“Está bem!” ou “está bom!”

Há quem se entretenha com coisas leves (para quebrar um pouco a agitação do tico e teco que diariamente andam a mil) e há quem se entretenha com reflexões mais profundas (mas que também libertam) sobre pequenas coisas, por vezes pequenos nadas, por vezes coisas sem sentido, por vezes só coisas-coisas. Eu sou mais desta última parte.

De quando em quando, dou por mim a tentar dissecar hábitos diários ou expressões do cotidiano e hoje, depois de almoço, a caminho do escritório, veio esta:

Qual é a diferença (de interpretação) entre dizer “está bem” a um trabalho que alguém fez ou dizer “está bom”? Ou será que não há diferença e varia só por uma questão de hábito? Ou varia pela situação?

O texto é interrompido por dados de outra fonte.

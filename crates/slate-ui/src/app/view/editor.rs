use iced::widget::text::{LineHeight, Wrapping};
use iced::widget::{button, column, container, mouse_area, row, stack, text, text_editor, text_input, Space};
use iced::{Alignment, Element, Font, Length, Padding};
use slate_core::{BlockLayout, Palette};

use super::{horizontal_separator, search_input_id};
use crate::app::{
    App, Message, COMMAND_BAR_HEIGHT, EDITOR_PADDING_X, SEARCH_BAR_HEIGHT, STATUS_BAR_HEIGHT,
};
use crate::theme;
use crate::widget::{Gutter, LineHighlight};

impl App {
    pub fn view_editor_page(&self, palette: &'static Palette) -> Element<'_, Message> {
        let mut page = column![self.view_command_bar(palette), horizontal_separator(palette)];

        if self.search_visible {
            page = page
                .push(self.view_search_bar(palette))
                .push(horizontal_separator(palette));
        }

        page.push(self.view_editor(palette))
            .push(horizontal_separator(palette))
            .push(self.view_status_bar(palette))
            .width(Length::Fill)
            .height(Length::Fill)
            .into()
    }

    fn command_btn<'a>(
        palette: &'static Palette,
        label: &'a str,
        msg: Option<Message>,
        checked: bool,
    ) -> Element<'a, Message> {
        button(text(label).size(12))
            .padding(Padding::from([6, 10]))
            .style(theme::flat_button(palette, checked))
            .on_press_maybe(msg)
            .into()
    }

    fn command_separator<'a>(palette: &'static Palette) -> Element<'a, Message> {
        container(Space::new(Length::Fixed(1.0), Length::Fixed(20.0)))
            .style(theme::separator(palette))
            .into()
    }

    pub fn view_command_bar(&self, palette: &'static Palette) -> Element<'_, Message> {
        let can_undo = self.editor.can_undo().then_some(Message::Undo);
        let can_redo = self.editor.can_redo().then_some(Message::Redo);

        let bar = row![
            Self::command_btn(palette, "New", Some(Message::NewFile), false),
            Self::command_btn(palette, "Open", Some(Message::OpenFile), false),
            Self::command_btn(palette, "Save", Some(Message::Save), false),
            Self::command_separator(palette),
            Self::command_btn(palette, "Undo", can_undo, false),
            Self::command_btn(palette, "Redo", can_redo, false),
            Self::command_separator(palette),
            Self::command_btn(palette, "Find", Some(Message::ShowSearch), false),
            Self::command_separator(palette),
            Self::command_btn(palette, "Wrap", Some(Message::ToggleWrap), self.editor.word_wrap()),
            Self::command_btn(palette, "Zoom In", Some(Message::ZoomIn), false),
            Self::command_btn(palette, "Zoom Out", Some(Message::ZoomOut), false),
        ]
        .spacing(4)
        .padding(Padding::from([0, 8]))
        .align_y(Alignment::Center);

        container(bar)
            .width(Length::Fill)
            .height(COMMAND_BAR_HEIGHT)
            .center_y(COMMAND_BAR_HEIGHT)
            .style(theme::surface(palette.window_bg))
            .into()
    }

    pub fn view_search_bar(&self, palette: &'static Palette) -> Element<'_, Message> {
        let input = text_input("Search...", &self.editor.search_state().query)
            .id(search_input_id())
            .on_input(Message::SearchQueryChanged)
            .on_submit(Message::FindNext)
            .size(13)
            .padding(Padding::from([4, 8]))
            .width(Length::Fixed(240.0))
            .style(theme::search_input(palette));

        let bar = row![
            input,
            Self::command_btn(palette, "Next", Some(Message::FindNext), false),
            Self::command_btn(palette, "Previous", Some(Message::FindPrevious), false),
            Space::with_width(Length::Fill),
            Self::command_btn(palette, "x", Some(Message::HideSearch), false),
        ]
        .spacing(6)
        .padding(Padding::from([0, 10]))
        .align_y(Alignment::Center);

        container(bar)
            .width(Length::Fill)
            .height(SEARCH_BAR_HEIGHT)
            .center_y(SEARCH_BAR_HEIGHT)
            .style(theme::surface(palette.search_bar_bg))
            .into()
    }

    pub fn view_editor(&self, palette: &'static Palette) -> Element<'_, Message> {
        let font_size = self.editor.font_size();
        let wrapping = if self.editor.word_wrap() {
            Wrapping::Word
        } else {
            Wrapping::None
        };

        let gutter: Element<'_, Message> = Gutter::new(
            &self.layout,
            self.viewport.top,
            self.editor.gutter_width(self.layout.block_count()),
        )
        .font_size(font_size)
        .colors(theme::color(palette.gutter_bg), theme::color(palette.gutter_text))
        .into();

        let editor = text_editor(&self.content)
            .height(Length::Fill)
            .padding(Padding {
                top: 0.0,
                right: EDITOR_PADDING_X,
                bottom: 0.0,
                left: EDITOR_PADDING_X,
            })
            .font(Font::MONOSPACE)
            .size(font_size)
            .line_height(LineHeight::Relative(self.editor.config().editor.line_height))
            .wrapping(wrapping)
            .style(theme::editor(palette))
            .on_action(Message::EditorAction);

        let highlight = LineHighlight::new(self.editor.highlights(&self.layout, &self.viewport));

        // mouse_area catches right-clicks without producing an editor action
        let surface = stack![
            highlight,
            mouse_area(editor).on_right_press(Message::ShowEditorContextMenu),
        ];

        row![
            gutter,
            container(surface)
                .width(Length::Fill)
                .height(Length::Fill)
                .style(theme::surface(palette.editor_bg)),
        ]
        .height(Length::Fill)
        .into()
    }

    pub fn view_status_bar(&self, palette: &'static Palette) -> Element<'_, Message> {
        let status = self.editor.status();
        let color = theme::color(palette.status_text);

        let mut labels = row![
            text(status.position).size(12).color(color),
            text(status.length).size(12).color(color),
            text(status.zoom).size(12).color(color),
            text(self.editor.document().line_ending().label()).size(12).color(color),
        ]
        .spacing(20)
        .align_y(Alignment::Center);

        if self.editor.read_only() {
            labels = labels.push(text("Read-only").size(12).color(color));
        }

        container(labels.padding(Padding::from([0, 15])))
            .width(Length::Fill)
            .height(STATUS_BAR_HEIGHT)
            .center_y(STATUS_BAR_HEIGHT)
            .style(theme::surface(palette.window_bg))
            .into()
    }
}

Para mim varia – indubitavelmente – pela situação. Passo a explicar:
Se for um tipo de trabalho em que a qualidade não seja o critério, mas sim a quantidade, uso por norma o está bom. Na verdade vejo o está bom como algo que, “sim, ok está bom, já chega”. Ex: Alguém mete comida no nosso prato, o que é que se responde: “Está bom”, não é?. Claro que sempre me podem contrariar: “Mas quando respondo ao empregado de mesa sobre a qualidade da comida, também respondo: “Está bom”. É um facto, mas confirmem-me, se estiver efetivamente com qualidade, em vez do bom, não dizem óptimo? Delicioso? Perfeito? Repetíamos já?

Já o está bem, é diferente. Associo a qualidade. Este trabalho está bem feito. Tanto que na curiosa expressão “bem bom”, o bem é o adjetivo. É ele que qualifica.

E por isso fica a dica, sempre que alguém vos disser que o vosso trabalho está bom, duvidem, olhem novamente para o que fizeram, o que podem mudar, o que falta, e trabalhem mais, melhorem-no. E prefiram sempre o “está bem”. É que pode parecer tudo igual, mas talvez inconscientemente todos façamos esta diferença sem nos apercebermos e por vezes, são os pequenos sinais, os que mais atenção devemos dar.

Ou então esta teoria não vos faz sentido nenhum e eu aceito isso! Afinal isto só foi o meu entretém de hoje.